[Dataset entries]
--------------------------------------------------
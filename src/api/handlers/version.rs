//! Node image version probe

use std::sync::Arc;

use axum::{extract::State, Json};
use serde::Deserialize;

use crate::api::{ApiError, ApiQuery};
use crate::models::VersionResponse;
use crate::AppState;

#[derive(Debug, Deserialize)]
pub struct VersionQuery {
    pub server_url: String,
    #[serde(default = "default_api_path")]
    pub api_path: String,
}

fn default_api_path() -> String {
    "/api".to_string()
}

/// Resolve the node image a server would be started with
pub async fn resolve_version(
    State(state): State<Arc<AppState>>,
    ApiQuery(query): ApiQuery<VersionQuery>,
) -> Result<Json<VersionResponse>, ApiError> {
    if query.server_url.trim().is_empty() {
        return Err(ApiError::BadRequest("server_url is required".into()));
    }

    let resolved = state
        .manager
        .resolver()
        .resolve_image(&query.server_url, &query.api_path, None)
        .await;

    Ok(Json(VersionResponse {
        image: resolved.image,
        diagnostic: resolved.diagnostic,
    }))
}
//! Node container lifecycle
//!
//! Turns a node configuration into a provisioned, idempotently (re)startable container:
//! - Deterministic container and volume naming
//! - Image selection, mount translation and volume provisioning on start
//! - Stop/restart/status/delete against live engine state

mod error;
mod manager;
mod naming;

pub use error::{NodeError, RestartOutcome, StartOutcome, StopOutcome};
pub use manager::NodeManager;
pub use naming::container_name;
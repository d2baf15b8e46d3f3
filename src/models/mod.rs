//! Data models for the node manager
//!
//! This module defines the node configuration document, the engine-side view of a node
//! container, and the request/response types of the HTTP surface.

use std::collections::{BTreeMap, HashMap, HashSet};
use std::fmt;
use std::path::PathBuf;

use serde::{Deserialize, Serialize};

// ============================================================================
// Node configuration
// ============================================================================

/// Which configuration root a node belongs to
#[derive(Debug, Clone, Copy, PartialEq, Eq, Hash, Serialize, Deserialize, Default)]
#[serde(rename_all = "lowercase")]
pub enum Scope {
    #[default]
    User,
    System,
}

impl Scope {
    pub fn as_str(&self) -> &'static str {
        match self {
            Scope::User => "user",
            Scope::System => "system",
        }
    }

    /// Flag handed to the node process so it resolves the same configuration root
    pub fn cli_flag(&self) -> &'static str {
        match self {
            Scope::User => "--user",
            Scope::System => "--system",
        }
    }
}

impl fmt::Display for Scope {
    fn fmt(&self, f: &mut fmt::Formatter<'_>) -> fmt::Result {
        f.write_str(self.as_str())
    }
}

/// A node configuration document, validated once when loaded
#[derive(Debug, Clone, PartialEq, Serialize, Deserialize)]
pub struct NodeConfig {
    /// Node name, taken from the document's file stem
    #[serde(skip)]
    pub name: String,

    /// Scope, taken from the directory the document was found in
    #[serde(skip)]
    pub scope: Scope,

    /// Server the node connects to
    pub server_url: String,

    /// API key of the node's organization
    #[serde(default)]
    pub api_key: String,

    /// Server port, when not part of `server_url`
    #[serde(default)]
    pub port: Option<u16>,

    /// Path of the API below `server_url`
    #[serde(default = "default_api_path")]
    pub api_path: String,

    /// Directory where the node keeps task data
    #[serde(default = "default_task_dir")]
    pub task_dir: PathBuf,

    /// Databases exposed to algorithms, in declaration order
    #[serde(default)]
    pub databases: Vec<DatabaseConfig>,

    #[serde(default)]
    pub logging: LoggingSettings,

    #[serde(default)]
    pub encryption: EncryptionSettings,
}

/// A database the node makes available to algorithms
#[derive(Debug, Clone, PartialEq, Eq, Serialize, Deserialize)]
pub struct DatabaseConfig {
    pub label: String,
    pub uri: String,
    #[serde(rename = "type", default = "default_db_type")]
    pub db_type: String,
}

/// Node process logging settings
#[derive(Debug, Clone, PartialEq, Eq, Serialize, Deserialize)]
pub struct LoggingSettings {
    #[serde(default = "default_node_log_level")]
    pub level: String,
    #[serde(default)]
    pub file: Option<String>,
}

/// At-rest encryption settings
#[derive(Debug, Clone, PartialEq, Eq, Serialize, Deserialize, Default)]
pub struct EncryptionSettings {
    #[serde(default)]
    pub enabled: bool,
    /// Private key path as seen by the manager
    #[serde(default, alias = "private_key")]
    pub private_key_path: Option<PathBuf>,
}

fn default_api_path() -> String {
    "/api".to_string()
}

fn default_task_dir() -> PathBuf {
    PathBuf::from("/tmp/vantage6")
}

fn default_db_type() -> String {
    "csv".to_string()
}

fn default_node_log_level() -> String {
    "INFO".to_string()
}

impl Default for LoggingSettings {
    fn default() -> Self {
        Self {
            level: default_node_log_level(),
            file: None,
        }
    }
}

impl NodeConfig {
    /// Check the invariants every consumer relies on
    pub fn validate(&self) -> Result<(), String> {
        if self.server_url.trim().is_empty() {
            return Err("server_url is required".to_string());
        }

        let mut labels = HashSet::new();
        for db in &self.databases {
            if db.label.trim().is_empty() {
                return Err("database label cannot be empty".to_string());
            }
            if !labels.insert(db.label.to_uppercase()) {
                return Err(format!("duplicate database label '{}'", db.label));
            }
        }

        if self.encryption.enabled && self.encryption.private_key_path.is_none() {
            return Err("encryption is enabled but no private key is configured".to_string());
        }

        Ok(())
    }
}

// ============================================================================
// Engine-side view
// ============================================================================

/// Lifecycle state of a node as observed on the engine
#[derive(Debug, Clone, Copy, PartialEq, Eq, Serialize, Deserialize)]
#[serde(rename_all = "lowercase")]
pub enum NodeState {
    Absent,
    Stopped,
    Running,
    /// Engine could not be reached
    Unknown,
}

impl NodeState {
    pub fn as_str(&self) -> &'static str {
        match self {
            NodeState::Absent => "absent",
            NodeState::Stopped => "stopped",
            NodeState::Running => "running",
            NodeState::Unknown => "unknown",
        }
    }
}

impl fmt::Display for NodeState {
    fn fmt(&self, f: &mut fmt::Formatter<'_>) -> fmt::Result {
        f.write_str(self.as_str())
    }
}

/// A container as reported by the engine; fetched fresh on every query
#[derive(Debug, Clone, PartialEq, Serialize, Deserialize, Default)]
pub struct ManagedContainer {
    pub name: String,
    pub engine_id: String,
    /// Raw engine status (`running`, `exited`, `created`, ...)
    pub state: String,
    pub running: bool,
    pub image: Option<String>,
    pub created_at: Option<String>,
    /// Container port (`5000/tcp`) to published host addresses
    #[serde(default)]
    pub ports: BTreeMap<String, Vec<String>>,
    #[serde(default)]
    pub labels: HashMap<String, String>,
}

impl ManagedContainer {
    pub fn short_id(&self) -> &str {
        let end = self
            .engine_id
            .char_indices()
            .nth(12)
            .map(|(i, _)| i)
            .unwrap_or(self.engine_id.len());
        &self.engine_id[..end]
    }

    pub fn node_state(&self) -> NodeState {
        if self.running {
            NodeState::Running
        } else {
            NodeState::Stopped
        }
    }
}

// ============================================================================
// HTTP request/response models
// ============================================================================

/// Optional body for a start request
#[derive(Debug, Clone, Serialize, Deserialize, Default)]
pub struct StartRequest {
    /// Explicit image, skips the version probe
    #[serde(default)]
    pub image: Option<String>,
}

/// A configured node together with its engine state
#[derive(Debug, Clone, Serialize, Deserialize)]
pub struct NodeSummary {
    pub name: String,
    pub scope: Scope,
    pub container_name: String,
    pub state: NodeState,
    pub config_path: PathBuf,
}

/// Detailed view of one node
#[derive(Debug, Clone, Serialize, Deserialize)]
pub struct NodeDetail {
    pub name: String,
    pub scope: Scope,
    pub container_name: String,
    pub state: NodeState,
    pub config: NodeConfig,
    #[serde(default)]
    pub container: Option<ManagedContainer>,
}

/// Result of a lifecycle action
#[derive(Debug, Clone, Serialize, Deserialize)]
pub struct ActionResponse {
    pub name: String,
    pub scope: Scope,
    /// Machine-readable outcome (`started`, `already_running`, `not_running`, ...)
    pub outcome: String,
    pub message: String,
    #[serde(default)]
    pub container_id: Option<String>,
    #[serde(default)]
    pub image: Option<String>,
    #[serde(default)]
    pub diagnostic: Option<String>,
}

#[derive(Debug, Clone, Serialize, Deserialize)]
pub struct StatusResponse {
    pub name: String,
    pub scope: Scope,
    pub state: NodeState,
}

#[derive(Debug, Clone, Serialize, Deserialize)]
pub struct LogsResponse {
    pub name: String,
    pub scope: Scope,
    pub logs: String,
}

/// Result of a version probe
#[derive(Debug, Clone, Serialize, Deserialize)]
pub struct VersionResponse {
    pub image: String,
    #[serde(default)]
    pub diagnostic: Option<String>,
}

/// Health check response
#[derive(Debug, Clone, Serialize, Deserialize)]
pub struct HealthResponse {
    pub status: HealthStatus,
    pub version: String,
    pub uptime_seconds: u64,
    #[serde(default)]
    pub engine_version: Option<String>,
}

/// Health status
#[derive(Debug, Clone, Copy, PartialEq, Eq, Serialize, Deserialize)]
#[serde(rename_all = "lowercase")]
pub enum HealthStatus {
    Healthy,
    Degraded,
}

/// Error body returned by the API
#[derive(Debug, Clone, Serialize, Deserialize)]
pub struct ErrorResponse {
    pub error: String,
    pub message: String,
    #[serde(default)]
    pub details: Option<serde_json::Value>,
}

impl ErrorResponse {
    pub fn new(error: impl Into<String>, message: impl Into<String>) -> Self {
        Self {
            error: error.into(),
            message: message.into(),
            details: None,
        }
    }

    pub fn with_details(mut self, details: serde_json::Value) -> Self {
        self.details = Some(details);
        self
    }
}
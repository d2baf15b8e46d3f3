//! Node manager library
//!
//! Manages the lifecycle of containerised federated-learning nodes on a single host:
//! translating the manager's internal paths to host paths, resolving the node image that
//! matches a server, provisioning per-node volumes and converging containers to the
//! requested state.

pub mod api;
pub mod config;
pub mod container;
pub mod engine;
pub mod logging;
pub mod metrics;
pub mod models;
pub mod paths;
pub mod store;
pub mod version;
pub mod volumes;

/// Application state shared across all handlers
pub struct AppState {
    pub config: config::AppConfig,
    pub manager: container::NodeManager,
}
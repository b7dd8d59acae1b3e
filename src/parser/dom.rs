//! Typed node handles over a parsed HTML tree
//!
//! [`Document`] owns the parsed tree, [`Node`] is a cheap copyable handle to
//! one element in it. Everything the extraction stages need from the DOM
//! goes through `find`, `text` and `attr` here, so the rest of the crate
//! never touches `scraper` internals directly.
//!
//! A `Document` is not `Send`; parse, extract and drop it before awaiting.

use std::collections::HashMap;

use scraper::{ElementRef, Html, Selector};

use crate::utils::error::ParseError;
use crate::utils::normalize_whitespace;

/// Parse a selector string, mapping failures to [`ParseError::InvalidSelector`]
pub fn parse_selector(selector: &str) -> Result<Selector, ParseError> {
    Selector::parse(selector).map_err(|_| ParseError::InvalidSelector(selector.to_string()))
}

/// Parse a list of selectors, silently dropping the ones that do not parse
pub fn parse_selector_list(selectors: &[String]) -> Vec<Selector> {
    selectors
        .iter()
        .filter_map(|s| match Selector::parse(s) {
            Ok(sel) => Some(sel),
            Err(_) => {
                tracing::warn!(selector = %s, "Ignoring invalid selector");
                None
            }
        })
        .collect()
}

/// A parsed HTML document
pub struct Document {
    html: Html,
}

impl Document {
    /// Parse a full HTML document
    ///
    /// # Errors
    ///
    /// Returns `ParseError::MalformedInput` for an empty body; html5ever
    /// recovers from everything else.
    pub fn parse(html: &str) -> Result<Self, ParseError> {
        if html.trim().is_empty() {
            return Err(ParseError::MalformedInput("empty document".to_string()));
        }
        Ok(Self {
            html: Html::parse_document(html),
        })
    }

    /// The `<html>` element
    pub fn root(&self) -> Node<'_> {
        Node {
            el: self.html.root_element(),
        }
    }

    /// The `<body>` element, or the root when there is none
    pub fn body(&self) -> Node<'_> {
        static BODY: std::sync::LazyLock<Option<Selector>> =
            std::sync::LazyLock::new(|| Selector::parse("body").ok());
        BODY.as_ref()
            .and_then(|sel| self.html.select(sel).next())
            .map(|el| Node { el })
            .unwrap_or_else(|| self.root())
    }

    /// All elements matching `selector` in document order
    pub fn find(&self, selector: &str) -> Result<Vec<Node<'_>>, ParseError> {
        let sel = parse_selector(selector)?;
        Ok(self.select(&sel))
    }

    /// All elements matching a pre-parsed selector
    pub fn select(&self, selector: &Selector) -> Vec<Node<'_>> {
        self.html.select(selector).map(|el| Node { el }).collect()
    }

    /// Class names ranked by how many elements carry them (most frequent first)
    ///
    /// Ties are broken alphabetically so the ranking is deterministic.
    pub fn class_frequencies(&self) -> Vec<(String, usize)> {
        let mut counts: HashMap<&str, usize> = HashMap::new();
        for node in self.root().descendants() {
            for class in node.el.value().classes() {
                *counts.entry(class).or_default() += 1;
            }
        }

        let mut ranked: Vec<(String, usize)> = counts
            .into_iter()
            .map(|(class, count)| (class.to_string(), count))
            .collect();
        ranked.sort_by(|a, b| b.1.cmp(&a.1).then_with(|| a.0.cmp(&b.0)));
        ranked
    }
}

/// Handle to one element of a [`Document`]
#[derive(Clone, Copy, Debug, PartialEq, Eq)]
pub struct Node<'a> {
    el: ElementRef<'a>,
}

impl<'a> Node<'a> {
    /// Lower-case tag name
    pub fn tag(&self) -> &'a str {
        self.el.value().name()
    }

    /// Attribute value, if present
    pub fn attr(&self, name: &str) -> Option<&'a str> {
        self.el.value().attr(name)
    }

    /// Non-empty trimmed attribute value
    pub fn attr_non_empty(&self, name: &str) -> Option<String> {
        self.attr(name)
            .map(str::trim)
            .filter(|v| !v.is_empty())
            .map(str::to_string)
    }

    /// `id` attribute
    pub fn id_attr(&self) -> Option<&'a str> {
        self.el.value().id()
    }

    /// Class names of this element
    pub fn classes(&self) -> impl Iterator<Item = &'a str> {
        self.el.value().classes()
    }

    /// Whitespace-normalized text of this element and its descendants
    pub fn text(&self) -> String {
        normalize_whitespace(&self.el.text().collect::<String>())
    }

    /// Text with descendants for which `skip` returns true left out
    pub fn text_without(&self, skip: &dyn Fn(Node<'a>) -> bool) -> String {
        let mut out = String::new();
        collect_text(self.el, skip, &mut out);
        normalize_whitespace(&out)
    }

    /// Whether this element matches `selector`
    pub fn is(&self, selector: &Selector) -> bool {
        selector.matches(&self.el)
    }

    /// Descendant elements matching `selector` (excluding this element)
    pub fn select(&self, selector: &Selector) -> Vec<Node<'a>> {
        let this = self.el;
        self.el
            .select(selector)
            .filter(|el| *el != this)
            .map(|el| Node { el })
            .collect()
    }

    /// First descendant matching `selector`
    pub fn select_first(&self, selector: &Selector) -> Option<Node<'a>> {
        let this = self.el;
        self.el
            .select(selector)
            .find(|el| *el != this)
            .map(|el| Node { el })
    }

    /// Descendants matching a selector string
    pub fn find(&self, selector: &str) -> Result<Vec<Node<'a>>, ParseError> {
        let sel = parse_selector(selector)?;
        Ok(self.select(&sel))
    }

    /// All descendant elements, depth first
    pub fn descendants(&self) -> impl Iterator<Item = Node<'a>> {
        self.el
            .descendants()
            .skip(1)
            .filter_map(ElementRef::wrap)
            .map(|el| Node { el })
    }

    /// Parent elements from the nearest outwards
    pub fn ancestors(&self) -> impl Iterator<Item = Node<'a>> {
        self.el
            .ancestors()
            .filter_map(ElementRef::wrap)
            .map(|el| Node { el })
    }

    /// Nearest ancestor (not self) matching `selector`
    pub fn closest_ancestor(&self, selector: &Selector) -> Option<Node<'a>> {
        self.ancestors().find(|n| n.is(selector))
    }

    /// Whether this element or any ancestor matches one of `selectors`
    pub fn is_within(&self, selectors: &[Selector]) -> bool {
        std::iter::once(*self)
            .chain(self.ancestors())
            .any(|n| selectors.iter().any(|s| n.is(s)))
    }

    /// Descendant `<a href>` links
    pub fn links(&self) -> Vec<Node<'a>> {
        self.select(&LINK)
    }

    /// First descendant `<a href>` link
    pub fn first_link(&self) -> Option<Node<'a>> {
        self.select_first(&LINK)
    }

    /// Whether this element is itself a link with an href
    pub fn is_link(&self) -> bool {
        self.tag() == "a" && self.attr("href").is_some()
    }

    /// Raw inner HTML
    pub fn inner_html(&self) -> String {
        self.el.inner_html()
    }
}

lazy_static::lazy_static! {
    static ref LINK: Selector = Selector::parse("a[href]").expect("Invalid CSS selector: a[href]");
}

fn collect_text<'a>(el: ElementRef<'a>, skip: &dyn Fn(Node<'a>) -> bool, out: &mut String) {
    for child in el.children() {
        match child.value() {
            scraper::Node::Text(text) => {
                out.push_str(text);
                out.push(' ');
            }
            scraper::Node::Element(_) => {
                if let Some(child_el) = ElementRef::wrap(child) {
                    if skip(Node { el: child_el }) {
                        continue;
                    }
                    collect_text(child_el, skip, out);
                }
            }
            _ => {}
        }
    }
}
--------------------------------------------------
Find the string "Result" in the entries above and return each line that holds it.

Exercise output:
) -> Result<Json<VersionResponse>, ApiError> {
    fn fmt(&self, f: &mut fmt::Formatter<'_>) -> fmt::Result {
    pub fn validate(&self) -> Result<(), String> {
    fn fmt(&self, f: &mut fmt::Formatter<'_>) -> fmt::Result {
/// Result of a lifecycle action
/// Result of a version probe
pub fn parse_selector(selector: &str) -> Result<Selector, ParseError> {
    pub fn parse(html: &str) -> Result<Self, ParseError> {
    pub fn find(&self, selector: &str) -> Result<Vec<Node<'_>>, ParseError> {
    pub fn find(&self, selector: &str) -> Result<Vec<Node<'a>>, ParseError> {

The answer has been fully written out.